Path Integral Quantum Spin Dynamics

Magnetic materials are particularly important for technological applications. They have been used for the last 50 years as the main source of computer data storage, facilitating the massive expansion in computing and the internet. Newer fields such as spintronics hope to use the magnetism alongside electronics to make new devices which combine the best of both worlds, for example magnetic tunnel junctions which are now being manufactured by all of the major global foundries for use as random access memories. New types of computing which mimic how the brain works have been suggested and magnetic materials look to play an important role in these. With quantum computing and superconducting computing developing at a rapid pace, scientists are considering how magnetic materials will be used devices.

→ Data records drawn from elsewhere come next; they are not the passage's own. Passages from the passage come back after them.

//! User-facing notice texts.
//!
//! The console and portal show Korean first with an English gloss, so every
//! fixed notice carries both.

/// Shown after an authentication failure, before the login redirect.
pub const SESSION_EXPIRED_MESSAGE: &str =
    "세션이 만료되었습니다. 다시 로그인해주세요. (Your session has expired. Please log in again.)";

/// Shown when the server could not be reached or answered with garbage.
pub const CANNOT_CONNECT_MESSAGE: &str = "서버에 연결할 수 없습니다. 네트워크 상태를 확인해주세요. \
     (Cannot connect to the server. Please check your network connection.)";

/// Shown when a request was cancelled before it completed.
pub const REQUEST_CANCELLED_MESSAGE: &str = "요청이 취소되었습니다. (The request was cancelled.)";

/// Default message for an application failure with the given HTTP status.
///
/// # Examples
/// ```
/// use pawstay_console::domain::notices::default_status_message;
///
/// assert!(default_status_message(404).contains("not found"));
/// ```
pub const fn default_status_message(status: u16) -> &'static str {
    match status {
        400 => "입력값을 확인해주세요. (Please check the values you entered.)",
        403 => "접근 권한이 없습니다. (You do not have permission to do this.)",
        404 => "요청한 정보를 찾을 수 없습니다. (The requested resource was not found.)",
        409 => "이미 처리되었거나 충돌이 발생했습니다. (The request conflicts with existing data.)",
        422 => "요청을 처리할 수 없습니다. (The request could not be processed.)",
        500 => "서버 오류가 발생했습니다. (A server error occurred.)",
        _ => "오류가 발생했습니다. (Something went wrong.)",
    }
}

/// Short dialog title for an HTTP status.
pub const fn status_title(status: u16) -> &'static str {
    match status {
        400 | 422 => "Validation error",
        403 => "Forbidden",
        404 => "Not found",
        409 => "Conflict",
        500..=599 => "Server error",
        _ => "Error",
    }
}
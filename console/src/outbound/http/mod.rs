//! HTTP transport adapters.

mod reqwest_transport;

pub use reqwest_transport::ReqwestTransport;
//! Line-table decoding.
//!
//! Each instruction has a signed byte holding the line delta from the
//! previous instruction. When a delta does not fit, or when too many
//! instructions have passed since the last absolute entry, the byte holds
//! [`ABS_LINE_INFO`] and the line is recorded in `abs_line_info` instead.
//! Decoding walks forward from the nearest absolute entry, so a lookup
//! costs at most one stride of deltas.

use crate::opcode::Opcode;
use crate::proto::Proto;
use std::collections::BTreeSet;

/// Marker in `line_info` for an instruction with an absolute line entry.
pub const ABS_LINE_INFO: i8 = -0x80;

/// Deltas with an absolute value at least this large need an absolute entry.
pub const LINE_DIFF_LIMIT: i32 = 0x80;

/// Default maximum number of instructions between absolute entries.
pub const MAX_INSTRUCTIONS_WITHOUT_ABS: usize = 128;

/// An absolute line checkpoint.
#[derive(Debug, Clone, Copy, PartialEq, Eq)]
pub struct AbsLineInfo {
    /// Instruction the checkpoint belongs to
    pub pc: usize,
    /// Its source line
    pub line: i32,
}

impl Proto {
    /// Line and pc to start decoding from for `pc`. A base pc of `None`
    /// means decoding starts before the first instruction.
    fn base_line(&self, pc: usize) -> (Option<usize>, i32) {
        let abs = &self.abs_line_info;
        match abs.first() {
            Some(first) if pc >= first.pc => {
                // a lower bound: every stride contains at least one entry
                let stride = self.line_stride.max(1);
                let mut i = (pc / stride).saturating_sub(1).min(abs.len() - 1);
                while i > 0 && abs[i].pc > pc {
                    i -= 1;
                }
                while i + 1 < abs.len() && pc >= abs[i + 1].pc {
                    i += 1;
                }
                (Some(abs[i].pc), abs[i].line)
            }
            _ => (None, self.line_defined),
        }
    }

    /// Source line of the instruction at `pc`, or `None` when the function
    /// carries no line information.
    ///
    /// # Examples
    ///
    /// ```
    /// use bytecode_system::{Instruction, Opcode, ProtoBuilder};
    ///
    /// let mut builder = ProtoBuilder::new().lines(10, 20);
    /// builder.emit(Instruction::abc(Opcode::Move, 0, 1, 0), 11);
    /// builder.emit(Instruction::abc(Opcode::Return0, 0, 0, 0), 12);
    /// let proto = builder.build();
    /// assert_eq!(proto.line_for(1), Some(12));
    /// ```
    pub fn line_for(&self, pc: usize) -> Option<i32> {
        if self.line_info.is_empty() {
            return None;
        }
        let (base_pc, mut line) = self.base_line(pc);
        let start = base_pc.map_or(0, |b| b + 1);
        for &delta in self.line_info.get(start..=pc).unwrap_or(&[]) {
            debug_assert_ne!(delta, ABS_LINE_INFO);
            line += delta as i32;
        }
        Some(line)
    }

    /// Whether the source line differs between `old_pc` and `new_pc`.
    ///
    /// Nearby instructions are compared by summing deltas; anything else
    /// (including an absolute entry on the way) decodes both lines.
    pub fn line_changed(&self, old_pc: usize, new_pc: usize) -> bool {
        if self.line_info.is_empty() {
            return false;
        }
        if new_pc > old_pc && new_pc - old_pc < self.line_stride / 2 {
            let mut delta = 0i32;
            for pc in old_pc + 1..=new_pc {
                match self.line_info.get(pc) {
                    Some(&ABS_LINE_INFO) | None => break,
                    Some(&d) => {
                        delta += d as i32;
                        if pc == new_pc {
                            return delta != 0;
                        }
                    }
                }
            }
        }
        self.line_for(old_pc) != self.line_for(new_pc)
    }

    /// Every line that holds at least one instruction, or `None` without
    /// line information.
    ///
    /// The leading `VARARGPREP` of a vararg function is not user code: its
    /// line seeds the walk but is not reported.
    pub fn valid_lines(&self) -> Option<BTreeSet<i32>> {
        if self.line_info.is_empty() {
            return None;
        }
        let mut lines = BTreeSet::new();
        let mut current = self.line_defined;
        let mut start = 0;
        if self.is_vararg {
            debug_assert!(self.code.first().map(|i| i.opcode()) == Some(Opcode::VarArgPrep));
            current = self.next_line(current, 0);
            start = 1;
        }
        for pc in start..self.line_info.len() {
            current = self.next_line(current, pc);
            lines.insert(current);
        }
        Some(lines)
    }

    fn next_line(&self, current: i32, pc: usize) -> i32 {
        match self.line_info[pc] {
            ABS_LINE_INFO => self.line_for(pc).unwrap_or(current),
            delta => current + delta as i32,
        }
    }
}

It's vitally important that we understand how stable magnets are. Information is normally encoded by putting magnets into one of two opposite states. There is a probability that the magnet can change state and we lose information. Devices have to be carefully designed so that this is very unlikely. The main issue comes from heat, but quantum mechanics can also cause effects such as 'tunnelling', where the magnet can spontaneously change state. Quantum effects become more significant when devices are smaller, temperatures are lower, and in some types of magnets such as antiferromagnets. While the general principle is understood, we don't currently have the tools to simulate these effects for specific materials and devices to understand how they might impact the new applications for magnetic materials.

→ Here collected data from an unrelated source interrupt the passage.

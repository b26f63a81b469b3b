//! Symbolic name resolver tests

use bytecode_system::{Instruction, Opcode, Proto, ProtoBuilder, TagMethod};
use core_types::Value;
use debug_engine::{describe, find_set_reg, func_name_from_code, NameKind, VarName};
use rand::rngs::StdRng;
use rand::{Rng, SeedableRng};

fn name(kind: NameKind, name: &str) -> Option<VarName> {
    Some(VarName::new(kind, name))
}

/// 50 instructions; register 0 holds local `count` over [12, 40) and is
/// loaded from global `total` at pc 41.
fn counter_function() -> Proto {
    let mut b = ProtoBuilder::new();
    b.add_upvalue(Some("_ENV"), true, 0);
    let total = b.add_constant(Value::from("total"));
    for pc in 0..50 {
        let instruction = match pc {
            11 => Instruction::asbx(Opcode::LoadI, 0, 0),
            41 => Instruction::abc(Opcode::GetTabUp, 0, 0, total as u8),
            _ => Instruction::abc(Opcode::Move, 3, 2, 0),
        };
        b.emit(instruction, 1 + pc as i32 / 4);
    }
    b.add_local("count", 12, 40);
    b.build()
}

#[test]
fn test_local_live_range_then_symbolic() {
    let proto = counter_function();
    assert_eq!(describe(&proto, 25, 0), name(NameKind::Local, "count"));
    assert_eq!(describe(&proto, 45, 0), name(NameKind::Global, "total"));
    // after the loop ends, before the reload: LOADI gives no name
    assert_eq!(describe(&proto, 40, 0), None);
}

#[test]
fn test_mm_follow_up_excludes_previous_instruction() {
    let mut b = ProtoBuilder::new();
    let k = b.add_constant(Value::from("a"));
    b.emit(Instruction::abx(Opcode::LoadK, 0, k as u32), 1);
    b.emit(Instruction::abc(Opcode::Add, 0, 1, 2), 1);
    b.emit(Instruction::abc(Opcode::MmBin, 1, 2, TagMethod::Add as u8), 1);
    b.emit(Instruction::abc(Opcode::Return0, 0, 0, 0), 1);
    let proto = b.build();
    // the ADD has not completed while its metamethod runs
    assert_eq!(find_set_reg(&proto, 2, 0), Some(0));
    assert_eq!(describe(&proto, 2, 0), name(NameKind::Constant, "a"));
    assert_eq!(find_set_reg(&proto, 3, 0), Some(1));
    assert_eq!(describe(&proto, 3, 0), None);
}

#[test]
fn test_load_nil_and_tforcall_ranges() {
    let mut b = ProtoBuilder::new();
    b.emit(Instruction::abc(Opcode::LoadNil, 2, 3, 0), 1);
    b.emit(Instruction::abc(Opcode::TForCall, 4, 0, 2), 1);
    b.emit(Instruction::abc(Opcode::Return0, 0, 0, 0), 1);
    let proto = b.build();
    assert_eq!(find_set_reg(&proto, 2, 1), None);
    assert_eq!(find_set_reg(&proto, 2, 2), Some(0));
    assert_eq!(find_set_reg(&proto, 2, 5), Some(0));
    assert_eq!(find_set_reg(&proto, 2, 6), Some(1));
    assert_eq!(find_set_reg(&proto, 2, 9), Some(1));
}

#[test]
fn test_table_key_names() {
    let mut b = ProtoBuilder::new();
    let key = b.add_constant(Value::from("size"));
    b.emit(Instruction::abc(Opcode::NewTable, 0, 0, 0), 1);
    b.emit(Instruction::abx(Opcode::LoadK, 1, key as u32), 1);
    b.emit(Instruction::abc(Opcode::GetTable, 2, 0, 1), 1);
    b.emit(Instruction::abc(Opcode::GetTable, 3, 0, 4), 1);
    b.emit(Instruction::abc(Opcode::GetI, 4, 0, 1), 1);
    b.emit(Instruction::abc(Opcode::Return0, 0, 0, 0), 1);
    b.add_local("obj", 1, 6);
    let proto = b.build();
    assert_eq!(describe(&proto, 5, 2), name(NameKind::Field, "size"));
    assert_eq!(describe(&proto, 5, 3), name(NameKind::Field, "?"));
    assert_eq!(describe(&proto, 5, 4), name(NameKind::Field, "integer index"));
}

#[test]
fn test_load_kx_constant() {
    let mut b = ProtoBuilder::new();
    let k = b.add_constant(Value::from("wide"));
    b.emit(Instruction::abx(Opcode::LoadKx, 0, 0), 1);
    b.emit(Instruction::ax(Opcode::ExtraArg, k as u32), 1);
    b.emit(Instruction::abc(Opcode::Return0, 0, 0, 0), 1);
    let proto = b.build();
    assert_eq!(describe(&proto, 2, 0), name(NameKind::Constant, "wide"));
}

#[test]
fn test_method_with_register_key() {
    let mut b = ProtoBuilder::new();
    let k = b.add_constant(Value::from("draw"));
    b.emit(Instruction::abx(Opcode::LoadK, 3, k as u32), 1);
    b.emit(Instruction::abck(Opcode::SelfOp, 1, 0, 3, false), 1);
    b.emit(Instruction::abc(Opcode::Call, 1, 2, 1), 1);
    let proto = b.build();
    assert_eq!(func_name_from_code(&proto, 2), name(NameKind::Method, "draw"));
}

#[test]
fn test_metamethod_events_from_code() {
    let cases = [
        (Instruction::abc(Opcode::GetField, 0, 1, 0), "index"),
        (Instruction::abc(Opcode::SetTabUp, 0, 1, 0), "newindex"),
        (Instruction::abc(Opcode::Unm, 0, 1, 0), "unm"),
        (Instruction::abc(Opcode::BNot, 0, 1, 0), "bnot"),
        (Instruction::abc(Opcode::Concat, 0, 2, 0), "concat"),
        (Instruction::abc(Opcode::Eq, 0, 1, 0), "eq"),
        (Instruction::abc(Opcode::GeI, 0, 1, 0), "le"),
        (Instruction::abc(Opcode::GtI, 0, 1, 0), "lt"),
        (Instruction::abc(Opcode::Close, 0, 0, 0), "close"),
        (Instruction::abc(Opcode::Return, 0, 1, 0), "close"),
        (Instruction::abc(Opcode::MmBinK, 0, 1, TagMethod::Shl as u8), "shl"),
    ];
    for (instruction, expected) in cases {
        let mut b = ProtoBuilder::new();
        b.emit(instruction, 1);
        let proto = b.build();
        assert_eq!(
            func_name_from_code(&proto, 0),
            name(NameKind::Metamethod, expected),
            "{}",
            instruction
        );
    }
    let mut b = ProtoBuilder::new();
    b.emit(Instruction::abc(Opcode::EqI, 0, 1, 0), 1);
    assert_eq!(func_name_from_code(&b.build(), 0), None);
}

#[test]
fn test_out_of_range_pc() {
    let proto = counter_function();
    assert_eq!(func_name_from_code(&proto, 500), None);
    assert_eq!(find_set_reg(&proto, 500, 0), Some(41));
}

// ============================================================================
// Randomized soundness
// ============================================================================

/// A register written only inside a jumped-over block never gets a name.
#[test]
fn test_conditionally_set_register_is_unknown() {
    let mut rng = StdRng::seed_from_u64(0x5eed);
    for _ in 0..200 {
        let mut b = ProtoBuilder::new();
        let k = b.add_constant(Value::from("suspect"));
        let target = rng.gen_range(0..4u8);
        let other = |rng: &mut StdRng| loop {
            let r = rng.gen_range(0..8u8);
            if r != target {
                break r;
            }
        };

        for _ in 0..rng.gen_range(0..6) {
            let r = other(&mut rng);
            b.emit(Instruction::abx(Opcode::LoadK, r, k as u32), 1);
        }
        let skipped = rng.gen_range(1..6);
        b.emit(Instruction::abck(Opcode::Test, 7, 0, 0, false), 1);
        b.emit(Instruction::sj(Opcode::Jmp, skipped as i32), 1);
        let set_at = rng.gen_range(0..skipped);
        for i in 0..skipped {
            let r = if i == set_at { target } else { other(&mut rng) };
            b.emit(Instruction::abx(Opcode::LoadK, r, k as u32), 2);
        }
        for _ in 0..rng.gen_range(0..6) {
            let r = other(&mut rng);
            b.emit(Instruction::abc(Opcode::Move, r, 7, 0), 3);
        }
        let query = b.emit(Instruction::abc(Opcode::Call, target, 1, 1), 4);
        let proto = b.build();

        assert_eq!(describe(&proto, query, target as usize), None);
        assert_eq!(func_name_from_code(&proto, query), None);
    }
}

/// Without jumps, the last load into a register names it.
#[test]
fn test_straight_line_last_load_wins() {
    let mut rng = StdRng::seed_from_u64(42);
    for _ in 0..200 {
        let mut b = ProtoBuilder::new();
        let constants: Vec<usize> = (0..4)
            .map(|i| b.add_constant(Value::from(format!("k{}", i).as_str())))
            .collect();
        let mut last = [None; 4];
        for _ in 0..rng.gen_range(1..30) {
            let reg = rng.gen_range(0..4usize);
            let k = rng.gen_range(0..constants.len());
            b.emit(Instruction::abx(Opcode::LoadK, reg as u8, constants[k] as u32), 1);
            last[reg] = Some(k);
        }
        let query = b.emit(Instruction::abc(Opcode::Return0, 0, 0, 0), 1);
        let proto = b.build();
        for (reg, loaded) in last.iter().enumerate() {
            let expected = loaded.map(|k| VarName::new(NameKind::Constant, format!("k{}", k)));
            assert_eq!(describe(&proto, query, reg), expected);
        }
    }
}
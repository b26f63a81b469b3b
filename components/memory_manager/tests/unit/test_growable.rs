//! Growth policy of growable arrays.

use memory_manager::{MemoryConfig, MemoryError, MemoryManager, NoopCollector, SystemAllocator};

#[test]
fn test_growth_is_logarithmic() {
    let mut mm = MemoryManager::new(SystemAllocator, NoopCollector::ready());
    let mut capacity = 0;
    let mut block = None;
    let limit = 1 << 20;
    let n = 10_000;

    // SAFETY: the block is only resized through `mm`
    unsafe {
        for count in 0..n {
            block = mm
                .ensure_capacity(block, count, &mut capacity, 8, limit, "elements")
                .unwrap();
            assert!(capacity > count);
            assert!(capacity <= limit);
        }
        // 4, 8, ..., 16384
        assert_eq!(mm.stats().reallocations, 13);
        mm.free(block, capacity * 8);
    }
    assert_eq!(mm.debt(), 0);
}

#[test]
fn test_one_past_limit_fails() {
    let mut mm = MemoryManager::new(SystemAllocator, NoopCollector::ready());
    let mut capacity = 0;
    let mut block = None;

    // SAFETY: the block is only resized through `mm`
    unsafe {
        for count in 0..255 {
            block = mm
                .ensure_capacity(block, count, &mut capacity, 16, 255, "registers")
                .unwrap();
        }
        assert_eq!(capacity, 255);
        let err = mm
            .ensure_capacity(block, 255, &mut capacity, 16, 255, "registers")
            .unwrap_err();
        assert_eq!(
            err,
            MemoryError::LimitExceeded {
                what: "registers".to_string(),
                limit: 255
            }
        );
        mm.free(block, capacity * 16);
    }
}

#[test]
fn test_configured_minimum() {
    let config = MemoryConfig::default().with_min_array_size(16);
    let mut mm = MemoryManager::with_config(SystemAllocator, NoopCollector::ready(), config);
    let mut capacity = 0;
    // SAFETY: the block is only resized through `mm`
    unsafe {
        let block = mm
            .ensure_capacity(None, 0, &mut capacity, 1, 100, "bytes")
            .unwrap();
        assert_eq!(capacity, 16);
        mm.free(block, 16);
    }
}

#[test]
fn test_shrink_to_same_capacity() {
    let mut mm = MemoryManager::new(SystemAllocator, NoopCollector::ready());
    let mut capacity = 0;
    // SAFETY: the block is only resized through `mm`
    unsafe {
        let block = mm
            .ensure_capacity(None, 0, &mut capacity, 4, 100, "words")
            .unwrap();
        let debt = mm.debt();
        let block = mm.shrink_to(block, &mut capacity, 4, 4).unwrap();
        assert_eq!(capacity, 4);
        assert_eq!(mm.debt(), debt);
        mm.free(block, 16);
    }
}

#[test]
fn test_zero_growth_floor_still_makes_room() {
    let config = MemoryConfig {
        min_array_size: 0,
        ..MemoryConfig::default()
    };
    let mut mm = MemoryManager::with_config(SystemAllocator, NoopCollector::ready(), config);
    let mut capacity = 0;

    // SAFETY: the block is only resized through `mm`
    unsafe {
        let block = mm
            .ensure_capacity(None, 0, &mut capacity, 8, 64, "elements")
            .unwrap();
        assert_eq!(capacity, 1);
        assert!(block.is_some());
        mm.free(block, capacity * 8);
    }
    assert_eq!(mm.debt(), 0);
    assert_eq!(
        MemoryConfig::default().with_min_array_size(0).min_array_size,
        1
    );
}
//! Core value types and error handling for the Sol runtime.
//!
//! This crate provides the foundational types shared by the allocator,
//! the bytecode system and the debug engine:
//!
//! - [`Value`] - Tagged representation of runtime values
//! - [`SolError`] - The error value carried by every non-local exit
//! - [`ErrorKind`] - Classification of runtime failures
//! - [`SourcePosition`] - Source location attached to an error
//! - [`StackFrame`] - One entry of a call-stack traceback
//! - [`chunk_id`] - Short display form of a source identifier
//!
//! # Examples
//!
//! ```
//! use core_types::{chunk_id, ErrorKind, SolError, Value};
//!
//! let n = Value::Integer(42);
//! assert_eq!(n.type_name(), "number");
//!
//! let err = SolError::runtime("attempt to call a nil value");
//! assert_eq!(err.kind, ErrorKind::Runtime);
//!
//! assert_eq!(chunk_id("@main.sol"), "main.sol");
//! ```

#![warn(missing_docs)]
#![warn(clippy::all)]
#![deny(unsafe_code)]

mod error;
mod source;
mod value;

pub use error::{ErrorKind, SolError, SolResult};
pub use source::{chunk_id, SourcePosition, StackFrame, ID_SIZE};
pub use value::Value;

This research project is to build a new tool for modelling quantum effects in magnetic materials and to use it to study antiferromagnets which are a strong candidate for use in future memory devices. We will use a mathematical technique created by Richard Feynman called path integrals which allow quantum systems to be modelled by a larger set of classical systems. This allows us to include quantum effects on a very large scale with relatively low computational costs. This sort of modelling has proved very successful in molecular dynamics modelling but has not yet been applied to spin dynamics for modelling magnets. As well as developing the fundamental method we will create a software package so that researchers around the world can use the method in their efforts to predict material properties and interpret experiments. The project will enable quantitative modelling of magnetic materials beyond what is currently possible and drive future research.